Social Class: The Politics & Morality of a Division between Upper and Lower Classes
Descriptions of working conditions for one group and the bright and glib lives of another group address a distinctly political idea in The Time Machine.
The most pointed and political theme in The Time Machine is related to social class. The Eloi and the Morlocks each represent a distinct social class.
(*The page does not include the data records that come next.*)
use super::*;

fn entity(n: u64) -> Entity {
    Entity::from_bits(n)
}

#[test]
fn test_keys_floor_negative_coordinates() {
    let map: SpatialMap<Entity> = SpatialMap::new(30.0);

    assert_eq!(map.key_of(Vec2::new(0.0, 0.0)), IVec2::new(0, 0));
    assert_eq!(map.key_of(Vec2::new(29.9, 59.9)), IVec2::new(0, 1));
    assert_eq!(map.key_of(Vec2::new(-0.1, -30.0)), IVec2::new(-1, -1));
    assert_eq!(map.key_of(Vec2::new(-30.1, 15.0)), IVec2::new(-2, 0));
}

#[test]
fn test_query_finds_items_in_neighbouring_cells() {
    let mut map = SpatialMap::new(10.0);
    let a = entity(1);
    let b = entity(2);
    let c = entity(3);

    map.insert(Vec2::new(5.0, 5.0), a);
    map.insert(Vec2::new(14.0, -3.0), b); // cell (1, -1): diagonal neighbour
    map.insert(Vec2::new(25.0, 5.0), c); // cell (2, 0): two cells away

    let mut out = Vec::new();
    map.query_cell_and_neighbors(Vec2::new(5.0, 5.0), &mut out);

    assert!(out.contains(&a), "query must return items in the home cell");
    assert!(out.contains(&b), "query must return items in adjacent cells");
    assert!(!out.contains(&c), "items two cells away must not be returned");
}

#[test]
fn test_query_clears_output_buffer() {
    let mut map = SpatialMap::new(10.0);
    map.insert(Vec2::ZERO, entity(1));

    let mut out = vec![entity(99), entity(98)];
    map.query_cell_and_neighbors(Vec2::new(100.0, 100.0), &mut out);

    assert!(out.is_empty(), "stale contents must be cleared, got {:?}", out);
}

#[test]
fn test_every_inserted_item_is_found_from_its_own_position() {
    let mut rng = fastrand::Rng::with_seed(3);
    let mut map = SpatialMap::new(32.0);
    let mut placed = Vec::new();

    for i in 0..300 {
        let pos = Vec2::new(rng.f32() * 1000.0 - 500.0, rng.f32() * 1000.0 - 500.0);
        map.insert(pos, entity(i + 1));
        placed.push((entity(i + 1), pos));
    }
    assert_eq!(map.len(), 300);

    let mut out = Vec::new();
    for (e, pos) in placed {
        map.query_cell_and_neighbors(pos, &mut out);
        assert!(out.contains(&e), "{:?} at {:?} missing from its own neighbourhood", e, pos);
    }
}

#[test]
fn test_clear_returns_buckets_to_pool() {
    let mut map = SpatialMap::new(10.0);
    for i in 0..5 {
        map.insert(Vec2::new(i as f32 * 10.0, 0.0), entity(i + 1));
    }
    assert_eq!(map.occupied_len(), 5);
    assert_eq!(map.pool().fresh_allocations(), 5);

    map.clear();

    assert!(map.is_empty());
    assert_eq!(map.occupied_len(), 0);
    assert_eq!(map.pool().pooled_buckets(), 5, "all buckets should be pooled");
}

#[test]
fn test_stable_population_rebuilds_without_allocating() {
    let mut map = SpatialMap::new(10.0);
    let layout: Vec<Vec2> = (0..40)
        .map(|i| Vec2::new((i % 8) as f32 * 7.0, (i / 8) as f32 * 7.0))
        .collect();

    for (i, pos) in layout.iter().enumerate() {
        map.insert(*pos, entity(i as u64 + 1));
    }
    let warmup = map.pool().fresh_allocations();

    for _ in 0..10 {
        map.clear();
        for (i, pos) in layout.iter().enumerate() {
            map.insert(*pos, entity(i as u64 + 1));
        }
    }

    assert_eq!(
        map.pool().fresh_allocations(),
        warmup,
        "rebuilding the same layout should reuse pooled buckets"
    );
    assert_eq!(map.pool().pooled_buckets(), 0);
}

#[test]
fn test_pool_prefers_bucket_large_enough_for_hint() {
    let mut pool: BucketPool<u32> = BucketPool::default();
    pool.release(Vec::with_capacity(4));
    pool.release(Vec::with_capacity(64));

    let bucket = pool.acquire(40);
    assert!(bucket.capacity() >= 40, "got capacity {}", bucket.capacity());

    let small = pool.acquire(40);
    assert_eq!(small.capacity(), 4, "falls back to the smaller pooled bucket");
    assert_eq!(pool.fresh_allocations(), 0);

    let fresh = pool.acquire(0);
    assert!(fresh.capacity() >= pool::MIN_BUCKET_CAPACITY);
    assert_eq!(pool.fresh_allocations(), 1);
}

#[test]
fn test_forward_neighbors_cover_each_adjacent_pair_once() {
    // For any two distinct cells that touch (including diagonally), exactly one
    // of them lists the other as a forward neighbour.
    for dx in -1..=1 {
        for dy in -1..=1 {
            let offset = IVec2::new(dx, dy);
            if offset == IVec2::ZERO {
                continue;
            }
            let forward = FORWARD_NEIGHBORS.contains(&offset);
            let backward = FORWARD_NEIGHBORS.contains(&-offset);
            assert!(forward ^ backward, "offset {:?} must be covered from exactly one side", offset);
        }
    }

    for offset in FORWARD_NEIGHBORS {
        assert!(
            (offset.y, offset.x) > (0, 0),
            "forward neighbour {:?} must order after the home cell",
            offset
        );
    }
}

#[test]
fn test_cell_size_change_empties_map() {
    let mut map = SpatialMap::new(10.0);
    map.insert(Vec2::new(15.0, 0.0), entity(1));
    assert_eq!(map.cell_len(IVec2::new(1, 0)), 1);

    map.set_cell_size(20.0);

    assert!(map.is_empty());
    assert_eq!(map.key_of(Vec2::new(15.0, 0.0)), IVec2::new(0, 0));
}
pub mod game;

// ============================================================================
// Profiling Macros
// ============================================================================

/// Logs every 100th simulation tick when the `perf_stats` feature is enabled.
///
/// Without the feature this expands to nothing and the arguments are never
/// evaluated, so it is safe to pass counts that walk a query.
///
/// ```ignore
/// profile_log!(tick, "[GRID] {} bodies in {} cells", grid.0.len(), grid.0.occupied_len());
/// ```
#[macro_export]
#[cfg(feature = "perf_stats")]
macro_rules! profile_log {
    ($tick:expr, $($arg:tt)*) => {
        if $tick.0 % 100 == 0 {
            bevy::prelude::info!($($arg)*);
        }
    };
}

#[macro_export]
#[cfg(not(feature = "perf_stats"))]
macro_rules! profile_log {
    ($tick:expr, $($arg:tt)*) => {};
}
While most of the novel’s explicit content on this theme is presented within the story of the Eloi and the Morlocks, we can see this theme also play out in the frame story (the “present day”) where the Time Traveller and the dinner guests enjoy weekly dinners in a house that employs servants.
During several of his asides to his listeners, the Time Traveller comments directly on the ways that a social class structure exactly like the one in England in the 1890s – characterized by stark differences in class and deplorable labor conditions for the working class – can and will lead to a metamorphosis of human life if allowed to continue. And this metamorphosis, for H.G. Wells is not a positive one. The Time Traveller encounters a world of exploitation, fear, and severe class difference when he arrives in the future. The differences are so severe as to morph humanity into two distinct species.
The specific dynamics between the Eloi and the Morlocks are important to understanding this theme. As the upper class or leisure class, the ancestors of the Eloi created a world that suited their own desires but that oppressed others. This unnatural state of affairs leads to a role reversal, which Wells implicitly describes as entirely natural by suggesting that the process of evolution has done the work of shifting the power imbalance. This inevitable “comeuppance” suggests that the politics of class division has a stark moral component as well.